We may also need the ability to take elevated functions and apply them to elevated types. I will explain this concept further below. And since we may need this ability, we should turn our type constructor into an Applicative, as well.

And we may also need the ability to compose functions that take existing types as input but produce elevated types as output. I will also explain this concept further below. And since we may need this ability, we should turn our type constructor into a Monad, as well.

Thus, we can understand why we need Functors, Applicatives, and Monads in Haskell. It is because Haskell allows us to create our own types and we want these types to be as useful and powerful as the built-in types. So, we begin by creating type constructors in order to produce elevated types. But then we need to advance our type constructors to Functors in order to use existing functions with our elevated types. After that, we also need to advance our Functors to Applicatives, in order to use elevated functions with our elevated types. At last, we need to advance our Applicatives to Monads, because we also need to compose functions that take built-in types as input, but produce our elevated types as output.

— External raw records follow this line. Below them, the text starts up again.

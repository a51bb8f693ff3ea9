//! Individuals control chart limits.
//!
//! Points are taken in row order, or stably sorted by an order column
//! (numeric, datetime or categorical). Limits sit at the mean ± 3σ and the
//! warning band at ± 2σ, where σ is the sample standard deviation; both
//! widths come from [`AnalysisConfig`].
//!
//! ```
//! use sigma_insight::config::AnalysisConfig;
//! use sigma_insight::control::control_limits;
//! use sigma_insight::dataframe::{Column, DataFrame};
//!
//! let df = DataFrame::new()
//!     .with_column("thickness", Column::from_values(vec![5.0, 5.1, 4.9, 5.0, 5.2, 4.8]))
//!     .unwrap();
//! let chart = control_limits(&df, "thickness", None, &AnalysisConfig::default()).unwrap();
//! assert!(chart.in_control);
//! assert!(chart.ucl > chart.upper_warning);
//! ```

use serde::Serialize;
use tracing::{debug, warn};

use crate::config::AnalysisConfig;
use crate::dataframe::DataFrame;
use crate::error::AnalysisError;
use crate::outcome::Interpretation;

/// Position of a point relative to the chart bands.
#[derive(Debug, Clone, Copy, PartialEq, Eq, Serialize)]
#[serde(rename_all = "snake_case")]
pub enum Zone {
    /// Inside the warning band.
    Normal,
    /// Between the warning band and the control limits.
    Warning,
    /// Beyond the control limits.
    OutOfControl,
}

/// One plotted observation.
#[derive(Debug, Clone, Copy, PartialEq, Serialize)]
pub struct ChartPoint {
    /// Row position in the source dataset.
    pub row: usize,
    pub value: f64,
    pub zone: Zone,
}

/// Individuals chart for one column.
#[derive(Debug, Clone, PartialEq, Serialize)]
pub struct ControlChart {
    pub column: String,
    pub order_column: Option<String>,
    pub n: usize,
    /// Center line.
    pub mean: f64,
    pub std_dev: f64,
    pub ucl: f64,
    pub lcl: f64,
    pub upper_warning: f64,
    pub lower_warning: f64,
    /// Observations in plotting order.
    pub points: Vec<ChartPoint>,
    /// Rows beyond the control limits, in plotting order.
    pub out_of_control: Vec<usize>,
    /// Rows in the warning band, in plotting order.
    pub warnings: Vec<usize>,
    pub in_control: bool,
    pub interpretation: Interpretation,
}

/// Computes control and warning limits for `value_col`.
///
/// When `order_col` is given, observations are plotted in ascending order
/// of that column; ties and rows with a missing order key keep their
/// relative row order, missing keys last. Missing and non-finite values
/// are dropped. Band widths are `config.control_limit_sigma` and
/// `config.warning_limit_sigma`.
///
/// # Errors
///
/// - [`AnalysisError::ColumnNotFound`] / [`AnalysisError::NonNumericColumn`]
///   for a bad `value_col`, `ColumnNotFound` for a bad `order_col`.
/// - [`AnalysisError::InsufficientData`] with fewer than 2 observations.
pub fn control_limits(
    df: &DataFrame,
    value_col: &str,
    order_col: Option<&str>,
    config: &AnalysisConfig,
) -> Result<ControlChart, AnalysisError> {
    let values = df.require_numeric(value_col)?;
    let order = order_col.map(|name| df.require(name)).transpose()?;

    let mut rows: Vec<(usize, f64)> = (0..df.row_count())
        .filter_map(|row| values.numeric_at(row).map(|v| (row, v)))
        .filter(|(_, v)| v.is_finite())
        .collect();
    if let Some(order) = order {
        // Missing order keys sort last.
        rows.sort_by(|a, b| match (order.key_at(a.0), order.key_at(b.0)) {
            (Some(ka), Some(kb)) => ka.cmp(&kb),
            (Some(_), None) => std::cmp::Ordering::Less,
            (None, Some(_)) => std::cmp::Ordering::Greater,
            (None, None) => std::cmp::Ordering::Equal,
        });
    }

    let n = rows.len();
    let series: Vec<f64> = rows.iter().map(|&(_, v)| v).collect();
    let (Some(mean), Some(std_dev)) = (
        u_numflow::stats::mean(&series),
        u_numflow::stats::std_dev(&series),
    ) else {
        return Err(AnalysisError::InsufficientData {
            min_required: 2,
            actual: n,
        });
    };
    debug!(column = value_col, n, mean, std_dev, "control limits");

    let control = config.control_limit_sigma * std_dev;
    let warning = config.warning_limit_sigma * std_dev;
    let (ucl, lcl) = (mean + control, mean - control);
    let (upper_warning, lower_warning) = (mean + warning, mean - warning);

    let points: Vec<ChartPoint> = rows
        .iter()
        .map(|&(row, value)| {
            let zone = if value > ucl || value < lcl {
                Zone::OutOfControl
            } else if value > upper_warning || value < lower_warning {
                Zone::Warning
            } else {
                Zone::Normal
            };
            ChartPoint { row, value, zone }
        })
        .collect();
    let rows_in = |zone: Zone| -> Vec<usize> {
        points
            .iter()
            .filter(|p| p.zone == zone)
            .map(|p| p.row)
            .collect()
    };
    let out_of_control = rows_in(Zone::OutOfControl);
    let warnings = rows_in(Zone::Warning);

    let in_control = out_of_control.is_empty();
    if !in_control {
        warn!(
            column = value_col,
            count = out_of_control.len(),
            "points beyond control limits"
        );
    }

    Ok(ControlChart {
        column: value_col.to_string(),
        order_column: order_col.map(str::to_string),
        n,
        mean,
        std_dev,
        ucl,
        lcl,
        upper_warning,
        lower_warning,
        points,
        out_of_control,
        warnings,
        in_control,
        interpretation: if in_control {
            Interpretation::InControl
        } else {
            Interpretation::OutOfControl
        },
    })
}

OK, let us now see how this is done in practice, and also further explain the concepts of Functors, Applicatives and Monads while we are at it.

**Functors**

I am going to use the type constructor **OurTC** I created earlier as an example. Here is its definition again:

**data OurTC a = OurType a deriving (Show)**

Alone and by itself, **OurTC** is a mapping of types such as **a **and** b** to types such as **OurType a** and **OurType b**. Types such as **a** and **b,** and **OurType a** and **OurType b,** correspond to objects in Category Theory. And functions such as **a -> b** and **OurType a -> OurType b** correspond to morphisms in Category Theory. So, alone and by itself, **OurTC** is half of a Functor, so to speak. This is because it only performs a mapping of types (objects). To be a Functor, **OurTC** should also be able to perform a mapping of functions (morphisms).

It easy to turn our type constructor into a Functor. All we have to do is provide a definition for the function **fmap**. This is because Haskell has this code embedded in it:

**class Functor f where**

** fmap :: (a -> b) -> f a -> f b**

Since Haskell has this code embedded in it, we do not need to write it ourselves. We only need to provide an instance of the class Functor for **OurTC** where we will define the function **fmap**. The function **fmap** will tell Haskell how to perform the mapping of a function such as **a -> b** to a function such as **OurTC a -> OurTC b**. **fmap** will thus elevate a function such **a -> b** to a function such as **OurTC a -> OurTC b.**

Please be careful. Here** f** denotes a type constructor and a Functor (**OurTC**). It does not denote a function. The function is denoted by the symbol **->**.

So the code we need to write in order to elevate our type constructor to a Functor is the following:

**instance Functor OurTC where**

** fmap f (OurType x) = OurType (f x)**

Please be extra careful. Here **f** denotes a function such as **a -> b**.** f** here does not denote a Functor. **OurTC** is the Functor. Although I could have used another name for the argument f to avoid confusion, it is best that you are made aware of this particular point, so that you can tell the difference between functions and Functors, even in the most ambiguous circumstances.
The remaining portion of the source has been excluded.